Tokyo City University (東京都市大学, Tōkyō toshi daigaku), often called Toshi-dai (都市大) or TCU for short, is a private university focused on engineering, environmental and information sciences, located in Setagaya, Tokyo, Japan.

The university has four campuses, the Setagaya campus close to the Tama River at Oyamadai, Setagaya, Tokyo being the main campus. The other three campuses are the Yokohama campus, located in Tsuzuki-ku, Yokohama, the Ōzenji campus, located in Asao-ku, Kawasaki and the Todoroki campus, located in Setagaya, Tokyo.

== Gotoh Educational Corporation ==
The Gotoh Educational Corporation manages the Tokyo City University Group. Dating its origins to 1939 and the establishment of the Toyoko Girls Commercial School, the educational corporation was founded by Keita Gotō a leading industrialist and founder of the Tokyu Group of companies.

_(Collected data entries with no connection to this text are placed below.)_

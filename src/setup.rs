//! Interactive first-run setup wizard (`cameo setup`)

use dialoguer::{Confirm, Input, Select};

use crate::config::file::{
    ApiKeysFileConfig, CameoConfigFile, ChatFileConfig, VoiceFileConfig, config_file_path,
    load_config_file,
};

/// Run the interactive setup wizard
///
/// # Errors
///
/// Returns error if user input fails or the config file cannot be written
pub fn run_setup() -> anyhow::Result<()> {
    println!("Cameo Setup\n");

    let existing = load_config_file();
    let config_path =
        config_file_path().ok_or_else(|| anyhow::anyhow!("could not determine config path"))?;

    if config_path.exists() {
        println!("Existing config found at {}\n", config_path.display());
    }

    // 1. Persona file
    let persona: String = Input::new()
        .with_prompt("Persona TOML file (empty for the built-in persona)")
        .default(existing.persona.clone().unwrap_or_default())
        .allow_empty(true)
        .interact_text()?;

    // 2. OpenAI API key (used for STT, TTS and chat)
    let key_prompt = if existing.api_keys.openai.is_some() {
        "OpenAI API key (empty to keep the saved key)"
    } else {
        "OpenAI API key (or leave empty and set OPENAI_API_KEY)"
    };
    let entered_key: String = Input::new()
        .with_prompt(key_prompt)
        .allow_empty(true)
        .interact_text()?;
    let openai_key = if entered_key.is_empty() {
        existing.api_keys.openai.clone()
    } else {
        Some(entered_key)
    };

    // 3. Chat model for the generative fallback
    let models = ["gpt-4o-mini", "gpt-4o", "(custom)"];
    let default_model = existing
        .chat
        .model
        .as_deref()
        .and_then(|m| models.iter().position(|&l| l == m))
        .unwrap_or(0);
    let model_idx = Select::new()
        .with_prompt("Chat model for fallback answers")
        .items(&models)
        .default(default_model)
        .interact()?;
    let chat_model = if models[model_idx] == "(custom)" {
        Input::new()
            .with_prompt("Model identifier")
            .default(existing.chat.model.clone().unwrap_or_default())
            .interact_text()?
    } else {
        models[model_idx].to_string()
    };

    // 4. Voice
    let voice_enabled = Confirm::new()
        .with_prompt("Enable microphone and speech output?")
        .default(existing.voice.enabled.unwrap_or(true))
        .interact()?;

    let voices = ["alloy", "echo", "fable", "nova", "onyx", "shimmer"];
    let tts_voice = if voice_enabled {
        let default_voice = existing
            .voice
            .tts_voice
            .as_deref()
            .and_then(|v| voices.iter().position(|&l| l == v))
            .unwrap_or(0);
        let idx = Select::new()
            .with_prompt("Speaking voice")
            .items(&voices)
            .default(default_voice)
            .interact()?;
        Some(voices[idx].to_string())
    } else {
        existing.voice.tts_voice.clone()
    };

    let file = CameoConfigFile {
        persona: if persona.is_empty() {
            None
        } else {
            Some(persona)
        },
        chat: ChatFileConfig {
            model: Some(chat_model),
            api_base: existing.chat.api_base,
            max_tokens: existing.chat.max_tokens,
        },
        voice: VoiceFileConfig {
            enabled: Some(voice_enabled),
            record_secs: existing.voice.record_secs,
            stt_model: existing.voice.stt_model,
            tts_model: existing.voice.tts_model,
            tts_voice,
            tts_speed: existing.voice.tts_speed,
        },
        api_keys: ApiKeysFileConfig { openai: openai_key },
    };

    let rendered = toml::to_string_pretty(&file)?;
    if let Some(dir) = config_path.parent() {
        std::fs::create_dir_all(dir)?;
    }
    std::fs::write(&config_path, rendered)?;

    println!("\nWrote {}", config_path.display());
    println!("Run `cameo` to start talking.");

    Ok(())
}
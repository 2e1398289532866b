//! Persona configuration
//!
//! A persona defines who the bot speaks as: the intro line, the canned
//! reply rules, the system prompt handed to the generative fallback, and
//! optional voice overrides. Loaded once from a TOML file at startup.

use std::path::Path;

use serde::{Deserialize, Serialize};

use crate::resolver::ReplyRule;
use crate::{Error, Result};

/// A persona for the voice bot
#[derive(Debug, Clone, Deserialize, Serialize)]
pub struct Persona {
    /// Display name, used in the intro and transcript
    pub name: String,

    /// One-line self description shown at session start
    #[serde(default)]
    pub tagline: String,

    /// System prompt for the generative fallback
    #[serde(default)]
    pub system_prompt: String,

    /// Example questions surfaced to the user
    #[serde(default)]
    pub example_questions: Vec<String>,

    /// Canned reply rules, ordered most specific first
    #[serde(default, rename = "reply")]
    pub replies: Vec<ReplyRule>,

    /// Voice overrides for this persona
    #[serde(default)]
    pub voice: Option<PersonaVoice>,
}

/// Per-persona voice preferences
#[derive(Debug, Clone, Default, Deserialize, Serialize)]
pub struct PersonaVoice {
    /// TTS voice identifier (e.g. "alloy")
    #[serde(skip_serializing_if = "Option::is_none")]
    pub tts_voice: Option<String>,

    /// TTS speed multiplier
    #[serde(skip_serializing_if = "Option::is_none")]
    pub tts_speed: Option<f64>,
}

impl Default for Persona {
    fn default() -> Self {
        Self {
            name: "Cameo".to_string(),
            tagline: "A personal voice bot. Ask me anything.".to_string(),
            system_prompt: "You are a friendly, professional personal voice bot. \
                            Answer briefly and conversationally, as if speaking aloud."
                .to_string(),
            example_questions: Vec::new(),
            replies: Vec::new(),
            voice: None,
        }
    }
}

impl Persona {
    /// Load a persona from a TOML file
    ///
    /// # Errors
    ///
    /// Returns error if the file cannot be read or parsed, or if the
    /// persona has no name
    pub fn load(path: &Path) -> Result<Self> {
        let content = std::fs::read_to_string(path).map_err(|e| {
            Error::Persona(format!("cannot read {}: {e}", path.display()))
        })?;

        let persona: Self = toml::from_str(&content)
            .map_err(|e| Error::Persona(format!("cannot parse {}: {e}", path.display())))?;

        if persona.name.trim().is_empty() {
            return Err(Error::Persona(format!(
                "{} has an empty persona name",
                path.display()
            )));
        }

        tracing::info!(
            persona = %persona.name,
            rules = persona.replies.len(),
            path = %path.display(),
            "loaded persona"
        );

        Ok(persona)
    }

    /// Intro line for session start
    #[must_use]
    pub fn intro(&self) -> String {
        if self.tagline.is_empty() {
            format!("Hi, I'm {}!", self.name)
        } else {
            format!("Hi, I'm {}! {}", self.name, self.tagline)
        }
    }
}
//! Voice processing module
//!
//! Thin adapters around the audio boundary: microphone capture, hosted
//! STT/TTS calls, and speaker playback. Reply resolution itself never
//! touches audio (see `resolver.rs`).

mod capture;
mod playback;
mod stt;
mod tts;

pub use capture::{Microphone, SAMPLE_RATE, samples_to_wav};
pub use playback::AudioOutput;
pub use stt::Transcriber;
pub use tts::Synthesizer;
//! Error types for Cameo

use thiserror::Error;

/// Result type alias for Cameo operations
pub type Result<T> = std::result::Result<T, Error>;

/// Errors that can occur in Cameo
#[derive(Debug, Error)]
pub enum Error {
    /// Configuration error
    #[error("configuration error: {0}")]
    Config(String),

    /// Persona file error
    #[error("persona error: {0}")]
    Persona(String),

    /// Audio device or codec error
    #[error("audio error: {0}")]
    Audio(String),

    /// Speech-to-text error
    #[error("transcription error: {0}")]
    Transcribe(String),

    /// Text-to-speech error
    #[error("synthesis error: {0}")]
    Synthesize(String),

    /// Generative fallback failure (network, auth, rate-limit, malformed
    /// response). Propagated unchanged through reply resolution.
    #[error("upstream error: {0}")]
    Upstream(String),

    /// IO error
    #[error("io error: {0}")]
    Io(#[from] std::io::Error),

    /// HTTP error
    #[error("http error: {0}")]
    Http(#[from] reqwest::Error),

    /// Serialization error
    #[error("serialization error: {0}")]
    Serialization(#[from] serde_json::Error),

    /// TOML parsing error
    #[error("toml error: {0}")]
    Toml(#[from] toml::de::Error),
}
//! Port declarations on an elaborated module boundary.

use crate::signal::SignalDecl;
use serde::{Deserialize, Serialize};

/// The direction of a port on a module boundary.
#[derive(Debug, Clone, Copy, PartialEq, Eq, Hash, Serialize, Deserialize)]
pub enum PortDirection {
    /// An input port (data flows into the module).
    Input,
    /// An output port (data flows out of the module).
    Output,
    /// A bidirectional port, used for tristate buses.
    InOut,
}

/// A flattened port: a signal declaration plus its direction.
#[derive(Debug, Clone, PartialEq, Eq, Serialize, Deserialize)]
pub struct PortDecl {
    /// The backing signal declaration.
    pub decl: SignalDecl,
    /// The direction of data flow.
    pub direction: PortDirection,
}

Incorporating the former facilities of Musashi Institute of Technology (founded in 1929), the university was reorganized and renamed Tokyo City University in 2009. The wider Tokyo City University Group now comprises eight private educational schools including Tokyo City University and serves over 12,000 students. Other affiliated schools which share the Tokyo City University name include three senior high schools, two junior high schools, one elementary school and one kindergarten.

===Affiliated educational institutions===
- Tokyo City University Junior and Senior High School (Boys)
- Tokyo City University Todoroki Junior and Senior High School (Coed.)
- Tokyo City University Shiojiri High School (Coed.)
- Tokyo City University Elementary School (Coed.)
- Tokyo City University Futako Kindergarten (Coed.)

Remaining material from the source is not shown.